Canadian-American actor (1896–1983)

Raymond Hart Massey (August 30, 1896 – July 29, 1983) was a Canadian and American actor. Known for his commanding stage-trained voice, he was nominated for an Academy Award for Best Actor for his portrayal of the title role in Abe Lincoln in Illinois (1940), a role he later reprised on television and in the film How the West Was Won (1962). Among his other well-known roles were Dr. Gillespie on the NBC television series Dr. Kildare (1961–66), John Brown in Santa Fe Trail (1940) and Seven Angry Men (1955), Abraham Farlan in A Matter of Life and Death (1946), and Jonathan Brewster in Arsenic and Old Lace (1944).

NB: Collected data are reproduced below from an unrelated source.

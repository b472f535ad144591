//! Platform-specific readiness backends.
//!
//! Two construction paths exist:
//! - the platform's default provider (`epoll` on Linux and Android),
//! - the `poll(2)` backend, available on every Unix and used for one-off
//!   selectors when the capability probe allows it.
//!
//! The epoll backend is selected at compile time; platforms without it use
//! `poll` for both paths.

pub(crate) mod common;
pub(crate) mod poll;
pub(crate) mod unix;

#[cfg(any(target_os = "linux", target_os = "android"))]
pub(crate) mod epoll;

pub use common::{Interest, Ready};
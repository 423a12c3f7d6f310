//! Wire protocol for the signaling WebSocket.
//!
//! Events are internally-tagged JSON (`{"event": "offer", ...}`), one
//! event per text frame. Negotiation payloads (SDP, ICE candidates) are
//! relayed verbatim as [`serde_json::Value`] - the controller never
//! interprets their contents.

use common::types::{ConnectionId, ParticipantId, SessionId};
use serde::{Deserialize, Serialize};

use crate::session::{SessionContext, SessionSummary};

/// Events sent by clients to the controller.
#[derive(Debug, Clone, Serialize, Deserialize)]
#[serde(tag = "event", rename_all = "snake_case")]
pub enum ClientEvent {
    /// Associate a stable identity with this connection.
    RegisterParticipant { participant_id: ParticipantId },

    /// Open a new session; the caller becomes the initiator.
    OpenSession { context: SessionContext },

    /// Join an existing session as the responder.
    JoinSession {
        session_id: SessionId,
        #[serde(default)]
        participant_id: Option<ParticipantId>,
    },

    /// SDP offer, relayed to the other room members.
    Offer {
        session_id: SessionId,
        payload: serde_json::Value,
    },

    /// SDP answer, relayed to the other room members.
    Answer {
        session_id: SessionId,
        payload: serde_json::Value,
    },

    /// ICE candidate, relayed to the other room members.
    IceCandidate {
        session_id: SessionId,
        payload: serde_json::Value,
    },

    /// Request renegotiation (signal-only, no state change).
    RenegotiationRequest { session_id: SessionId },

    /// Close the session for all parties.
    FinalizeSession {
        session_id: SessionId,
        #[serde(default)]
        reason: Option<String>,
    },
}

/// Events sent by the controller to clients.
#[derive(Debug, Clone, Serialize, Deserialize)]
#[serde(tag = "event", rename_all = "snake_case")]
pub enum ServerEvent {
    /// Initial frame after admission: every active session.
    ActiveSessionsSnapshot { sessions: Vec<SessionSummary> },

    /// A session was opened (sent to the opener and broadcast to others).
    SessionOpened { session: SessionSummary },

    /// A responder joined the session (sent to the initiator).
    PeerJoined {
        session_id: SessionId,
        connection_id: ConnectionId,
        #[serde(default, skip_serializing_if = "Option::is_none")]
        participant_id: Option<ParticipantId>,
    },

    /// Relayed SDP offer.
    Offer {
        session_id: SessionId,
        from: ConnectionId,
        payload: serde_json::Value,
    },

    /// Relayed SDP answer.
    Answer {
        session_id: SessionId,
        from: ConnectionId,
        payload: serde_json::Value,
    },

    /// Relayed ICE candidate.
    IceCandidate {
        session_id: SessionId,
        from: ConnectionId,
        payload: serde_json::Value,
    },

    /// A peer requested renegotiation.
    RenegotiationNeeded {
        session_id: SessionId,
        from: ConnectionId,
    },

    /// A room member's transport dropped.
    PeerDisconnected {
        session_id: SessionId,
        connection_id: ConnectionId,
    },

    /// The session was finalized or reaped.
    SessionClosed { session_id: SessionId, reason: String },

    /// Synchronous failure for open/join requests.
    Error { code: i32, message: String },
}
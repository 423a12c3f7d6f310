//! Message types for the registry mailbox.
//!
//! All mutation of registry state flows through strongly-typed message
//! passing via `tokio::sync::mpsc`. Request-reply operations carry a
//! `tokio::sync::oneshot` response channel.

use crate::auth::VerifiedIdentity;
use crate::errors::CallError;
use crate::gateway::protocol::ServerEvent;
use crate::session::{SessionContext, SessionSummary};

use common::types::{ConnectionId, ParticipantId, SessionId};
use serde::Serialize;
use std::time::Duration;
use tokio::sync::{mpsc, oneshot};

/// Messages sent to the `SessionRegistryActor`.
#[derive(Debug)]
pub enum RegistryMessage {
    /// An authenticated connection was admitted by the gateway.
    Connect {
        connection_id: ConnectionId,
        identity: VerifiedIdentity,
        /// Outbound channel for events addressed to this connection.
        sender: mpsc::UnboundedSender<ServerEvent>,
        /// Response channel for the initial session snapshot.
        respond_to: oneshot::Sender<Vec<SessionSummary>>,
    },

    /// Associate a stable identity with a connection.
    RegisterParticipant {
        connection_id: ConnectionId,
        participant_id: ParticipantId,
    },

    /// Open a new session with the caller as initiator.
    OpenSession {
        connection_id: ConnectionId,
        context: SessionContext,
        /// Response channel for the new session id or error.
        respond_to: oneshot::Sender<Result<SessionId, CallError>>,
    },

    /// Join an existing session as responder.
    JoinSession {
        connection_id: ConnectionId,
        session_id: SessionId,
        participant_id: Option<ParticipantId>,
        /// Response channel for confirmation.
        respond_to: oneshot::Sender<Result<(), CallError>>,
    },

    /// A negotiation event to record and relay (no synchronous response:
    /// unknown sessions are logged and dropped).
    Signal {
        connection_id: ConnectionId,
        session_id: SessionId,
        kind: SignalKind,
        payload: serde_json::Value,
    },

    /// Close a session for all parties. Idempotent.
    FinalizeSession {
        session_id: SessionId,
        reason: String,
    },

    /// A connection's transport dropped.
    Disconnect { connection_id: ConnectionId },

    /// Force-close every session idle past the threshold.
    SweepIdle {
        idle_timeout: Duration,
        /// Response channel for the number of sessions reaped.
        respond_to: oneshot::Sender<usize>,
    },

    /// Read-only registry snapshot (for health checks and stats).
    GetStats {
        respond_to: oneshot::Sender<StatsSnapshot>,
    },

    /// Initiate graceful shutdown (SIGTERM received).
    Shutdown {
        respond_to: oneshot::Sender<()>,
    },
}

/// Kind of a relayed negotiation event.
#[derive(Debug, Clone, Copy, PartialEq, Eq)]
pub enum SignalKind {
    /// SDP offer - advances state to `OfferSent`.
    Offer,
    /// SDP answer - advances state to `AnswerReceived`.
    Answer,
    /// ICE candidate - free-flowing, no state change.
    IceCandidate,
    /// Renegotiation request - free-flowing, no state change.
    Renegotiation,
}

impl SignalKind {
    /// Returns the kind as a string for logging.
    #[must_use]
    pub const fn as_str(&self) -> &'static str {
        match self {
            SignalKind::Offer => "offer",
            SignalKind::Answer => "answer",
            SignalKind::IceCandidate => "ice_candidate",
            SignalKind::Renegotiation => "renegotiation_request",
        }
    }
}

/// Read-only snapshot of registry size and connection count.
#[derive(Debug, Clone, Copy, PartialEq, Eq, Serialize)]
pub struct StatsSnapshot {
    /// Sessions currently in the registry.
    pub active_sessions: usize,
    /// Currently admitted connections.
    pub connections: usize,
}

#[cfg(test)]
#[allow(clippy::unwrap_used, clippy::expect_used)]
mod tests {
    use super::*;

    #[test]
    fn test_signal_kind_labels() {
        assert_eq!(SignalKind::Offer.as_str(), "offer");
        assert_eq!(SignalKind::Renegotiation.as_str(), "renegotiation_request");
    }

    #[test]
    fn test_stats_snapshot_serializes() {
        let snapshot = StatsSnapshot {
            active_sessions: 2,
            connections: 5,
        };
        let value = serde_json::to_value(snapshot).unwrap();
        assert_eq!(value["active_sessions"], 2);
        assert_eq!(value["connections"], 5);
    }
}
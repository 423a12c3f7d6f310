//! Session state for one call negotiation.
//!
//! A session coordinates exactly two logical roles: the initiator (field
//! client) and the responder (dispatcher). The state machine records state
//! only - it accepts out-of-order negotiation events permissively and
//! simply tracks the latest recognized state, tolerating network-induced
//! reordering. Retry/backoff is a client concern.
//!
//! # Lifecycle
//!
//! Created on `open_session` from an admitted connection, mutated by
//! signaling events and disconnects, destroyed by an explicit
//! `finalize_session` or by the inactivity reaper. Nothing survives a
//! process restart.

use chrono::{DateTime, Utc};
use common::types::{ConnectionId, ParticipantId, SessionId};
use serde::{Deserialize, Serialize};
use std::collections::HashSet;
use std::time::Duration;
use tokio::time::Instant;

/// Lifecycle state of a session.
///
/// `Closed` is terminal and is the only state in which a session leaves
/// the registry. `Connected` and `Reconnecting` are advisory: no server
/// event transitions into them, since negotiation completion is observed
/// only by the peers themselves.
#[derive(Debug, Clone, Copy, PartialEq, Eq, Serialize, Deserialize)]
#[serde(rename_all = "snake_case")]
pub enum SessionState {
    /// Session created, no responder yet.
    Init,
    /// A responder has joined; negotiation may proceed.
    WaitingForPeer,
    /// Latest recognized negotiation event was an offer.
    OfferSent,
    /// Latest recognized negotiation event was an answer.
    AnswerReceived,
    /// Media path established (advisory, never set by the server).
    Connected,
    /// Peer attempting to re-establish (advisory, never set by the server).
    Reconnecting,
    /// A participant's connection dropped; session retained for recovery.
    Disconnected,
    /// Finalized or reaped; terminal.
    Closed,
}

impl SessionState {
    /// Returns the state as a string for logging and metric labels.
    #[must_use]
    pub const fn as_str(&self) -> &'static str {
        match self {
            SessionState::Init => "init",
            SessionState::WaitingForPeer => "waiting_for_peer",
            SessionState::OfferSent => "offer_sent",
            SessionState::AnswerReceived => "answer_received",
            SessionState::Connected => "connected",
            SessionState::Reconnecting => "reconnecting",
            SessionState::Disconnected => "disconnected",
            SessionState::Closed => "closed",
        }
    }

    /// Whether this state is terminal.
    #[must_use]
    pub const fn is_terminal(&self) -> bool {
        matches!(self, SessionState::Closed)
    }
}

/// Geographic position captured at session open.
#[derive(Debug, Clone, Copy, PartialEq, Serialize, Deserialize)]
pub struct GeoPoint {
    pub latitude: f64,
    pub longitude: f64,
}

/// Free-form metadata captured at session open.
///
/// Opaque to the coordination logic - passed through to observers so a
/// dispatch console can render the call list without a second lookup.
#[derive(Debug, Clone, Serialize, Deserialize)]
pub struct SessionContext {
    /// Call category/type (e.g. "audio", "incident").
    pub category: String,
    /// Reported position of the initiator, if the client sent one.
    #[serde(default, skip_serializing_if = "Option::is_none")]
    pub location: Option<GeoPoint>,
    /// Free-text note from the initiator.
    #[serde(default, skip_serializing_if = "Option::is_none")]
    pub note: Option<String>,
}

/// Observer-facing summary of a session (snapshot and lifecycle events).
#[derive(Debug, Clone, Serialize, Deserialize)]
pub struct SessionSummary {
    pub session_id: SessionId,
    pub state: SessionState,
    pub context: SessionContext,
    pub created_at: DateTime<Utc>,
}

/// The unit of coordination for one call negotiation.
#[derive(Debug)]
pub struct Session {
    /// Session ID, generated at creation, immutable.
    pub id: SessionId,
    /// Connection that opened the session (the field client).
    pub initiator_connection: ConnectionId,
    /// Stable identity of the initiator, if registered.
    pub initiator_participant: Option<ParticipantId>,
    /// Connection that joined to answer, set once a peer joins.
    pub responder_connection: Option<ConnectionId>,
    /// Stable identity of the responder.
    pub responder_participant: Option<ParticipantId>,
    /// Metadata captured at creation, passed through to observers.
    pub context: SessionContext,
    /// Creation timestamp (observer-facing).
    pub created_at: DateTime<Utc>,
    /// Current state machine value.
    state: SessionState,
    /// Live connections for fan-out.
    room: HashSet<ConnectionId>,
    /// Refreshed on every state-changing signaling event; drives the reaper.
    /// Monotonic by construction (`Instant` never goes backwards).
    last_activity: Instant,
}

impl Session {
    /// Create a session in the `Init` state with the initiator in the room.
    #[must_use]
    pub fn new(
        id: SessionId,
        initiator_connection: ConnectionId,
        initiator_participant: Option<ParticipantId>,
        context: SessionContext,
    ) -> Self {
        let mut room = HashSet::new();
        room.insert(initiator_connection);

        Self {
            id,
            initiator_connection,
            initiator_participant,
            responder_connection: None,
            responder_participant: None,
            context,
            created_at: Utc::now(),
            state: SessionState::Init,
            room,
            last_activity: Instant::now(),
        }
    }

    /// Current state machine value.
    #[must_use]
    pub fn state(&self) -> SessionState {
        self.state
    }

    /// Live connections currently in the session's room.
    #[must_use]
    pub fn room(&self) -> &HashSet<ConnectionId> {
        &self.room
    }

    /// Room members other than `sender`, for relay fan-out.
    #[must_use]
    pub fn peers_of(&self, sender: ConnectionId) -> Vec<ConnectionId> {
        self.room.iter().copied().filter(|m| *m != sender).collect()
    }

    /// Time elapsed since the last state-changing event.
    #[must_use]
    pub fn idle_for(&self, now: Instant) -> Duration {
        now.saturating_duration_since(self.last_activity)
    }

    /// Refresh the activity clock.
    pub fn touch(&mut self) {
        self.last_activity = Instant::now();
    }

    /// A responder joined: record identity, link into the room, move to
    /// `WaitingForPeer`. Joining a `Disconnected` session re-arms it the
    /// same way - that is how a dispatcher re-attaches after a peer drop.
    pub fn record_peer_joined(
        &mut self,
        connection: ConnectionId,
        participant: Option<ParticipantId>,
    ) {
        if self.state.is_terminal() {
            return;
        }
        self.responder_connection = Some(connection);
        self.responder_participant = participant;
        self.room.insert(connection);
        self.state = SessionState::WaitingForPeer;
        self.touch();
    }

    /// An offer flowed through the session. Repeatable (ICE restarts).
    pub fn record_offer(&mut self) {
        if self.state.is_terminal() {
            return;
        }
        self.state = SessionState::OfferSent;
        self.touch();
    }

    /// An answer flowed through the session. Repeatable (ICE restarts).
    pub fn record_answer(&mut self) {
        if self.state.is_terminal() {
            return;
        }
        self.state = SessionState::AnswerReceived;
        self.touch();
    }

    /// A candidate or renegotiation request flowed through: free-flowing
    /// events that refresh activity without changing state.
    pub fn record_signal(&mut self) {
        self.touch();
    }

    /// A room member's transport dropped. The session is retained in
    /// `Disconnected` so it can still be finalized or reaped.
    pub fn record_disconnect(&mut self, connection: ConnectionId) {
        self.room.remove(&connection);
        if !self.state.is_terminal() {
            self.state = SessionState::Disconnected;
            self.touch();
        }
    }

    /// Finalize: terminal, cleared responder linkage, emptied room.
    /// Returns the members that were in the room for close notification.
    pub fn close(&mut self) -> Vec<ConnectionId> {
        self.state = SessionState::Closed;
        self.responder_connection = None;
        self.responder_participant = None;
        self.room.drain().collect()
    }

    /// Observer-facing summary.
    #[must_use]
    pub fn summary(&self) -> SessionSummary {
        SessionSummary {
            session_id: self.id,
            state: self.state,
            context: self.context.clone(),
            created_at: self.created_at,
        }
    }
}

#[cfg(test)]
#[allow(clippy::unwrap_used, clippy::expect_used)]
mod tests {
    use super::*;

    fn audio_context() -> SessionContext {
        SessionContext {
            category: "audio".to_string(),
            location: None,
            note: None,
        }
    }

    fn new_session() -> Session {
        Session::new(
            SessionId::new(),
            ConnectionId::new(),
            Some(ParticipantId::from("employee-77")),
            audio_context(),
        )
    }

    #[test]
    fn test_new_session_starts_in_init_with_initiator_in_room() {
        let session = new_session();
        assert_eq!(session.state(), SessionState::Init);
        assert!(session.room().contains(&session.initiator_connection));
        assert_eq!(session.room().len(), 1);
        assert!(session.responder_connection.is_none());
    }

    #[test]
    fn test_peer_join_moves_to_waiting_for_peer() {
        let mut session = new_session();
        let responder = ConnectionId::new();

        session.record_peer_joined(responder, Some(ParticipantId::from("operator-3")));

        assert_eq!(session.state(), SessionState::WaitingForPeer);
        assert_eq!(session.responder_connection, Some(responder));
        assert!(session.room().contains(&responder));
        assert_eq!(session.room().len(), 2);
    }

    #[test]
    fn test_offer_and_answer_advance_state() {
        let mut session = new_session();
        session.record_peer_joined(ConnectionId::new(), None);

        session.record_offer();
        assert_eq!(session.state(), SessionState::OfferSent);

        session.record_answer();
        assert_eq!(session.state(), SessionState::AnswerReceived);

        // ICE restart: offer again after answer, no return to earlier states
        session.record_offer();
        assert_eq!(session.state(), SessionState::OfferSent);
    }

    #[test]
    fn test_out_of_order_negotiation_is_accepted() {
        // An answer before any offer is recorded, not rejected
        let mut session = new_session();
        session.record_answer();
        assert_eq!(session.state(), SessionState::AnswerReceived);
    }

    #[test]
    fn test_candidates_do_not_change_state() {
        let mut session = new_session();
        session.record_offer();
        session.record_signal();
        assert_eq!(session.state(), SessionState::OfferSent);
    }

    #[test]
    fn test_disconnect_degrades_but_retains_session() {
        let mut session = new_session();
        let responder = ConnectionId::new();
        session.record_peer_joined(responder, None);

        session.record_disconnect(responder);

        assert_eq!(session.state(), SessionState::Disconnected);
        assert!(!session.room().contains(&responder));
        // Responder linkage is cleared only on close
        assert_eq!(session.responder_connection, Some(responder));
    }

    #[test]
    fn test_join_after_disconnect_rearms_session() {
        let mut session = new_session();
        let first = ConnectionId::new();
        session.record_peer_joined(first, None);
        session.record_disconnect(first);

        let second = ConnectionId::new();
        session.record_peer_joined(second, Some(ParticipantId::from("operator-4")));

        assert_eq!(session.state(), SessionState::WaitingForPeer);
        assert_eq!(session.responder_connection, Some(second));
    }

    #[test]
    fn test_close_is_terminal_and_clears_linkage() {
        let mut session = new_session();
        let responder = ConnectionId::new();
        session.record_peer_joined(responder, None);

        let members = session.close();

        assert_eq!(session.state(), SessionState::Closed);
        assert!(session.responder_connection.is_none());
        assert!(session.room().is_empty());
        assert_eq!(members.len(), 2);

        // No transition out of Closed
        session.record_offer();
        assert_eq!(session.state(), SessionState::Closed);
        session.record_peer_joined(ConnectionId::new(), None);
        assert_eq!(session.state(), SessionState::Closed);
    }

    #[tokio::test(start_paused = true)]
    async fn test_activity_clock_is_monotonic_and_refreshed() {
        let mut session = new_session();

        tokio::time::advance(Duration::from_secs(30)).await;
        assert_eq!(session.idle_for(Instant::now()), Duration::from_secs(30));

        session.record_offer();
        assert_eq!(session.idle_for(Instant::now()), Duration::ZERO);

        tokio::time::advance(Duration::from_secs(5)).await;
        let before = session.idle_for(Instant::now());
        session.record_signal();
        let after = session.idle_for(Instant::now());
        assert!(after <= before, "activity timestamp never decreases");
    }

    #[test]
    fn test_summary_carries_context_through() {
        let mut context = audio_context();
        context.note = Some("north gate".to_string());
        let session = Session::new(SessionId::new(), ConnectionId::new(), None, context);

        let summary = session.summary();
        assert_eq!(summary.session_id, session.id);
        assert_eq!(summary.state, SessionState::Init);
        assert_eq!(summary.context.note.as_deref(), Some("north gate"));
    }

    #[test]
    fn test_state_serializes_snake_case() {
        let json = serde_json::to_string(&SessionState::WaitingForPeer).unwrap();
        assert_eq!(json, "\"waiting_for_peer\"");
    }
}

==Early life and education==
Massey was born in Toronto, Ontario, the son of Chester Daniel Massey and his American wife Anna Vincent. His father was the wealthy co-owner of the Massey-Harris tractor company. Raymond was the grandson of businessman Hart Massey and great-grandson of company founder Daniel Massey. His branch of the Massey family immigrated to Canada from New England a few years before the War of 1812, their ancestors having migrated from England to the Massachusetts colony in the 1630s.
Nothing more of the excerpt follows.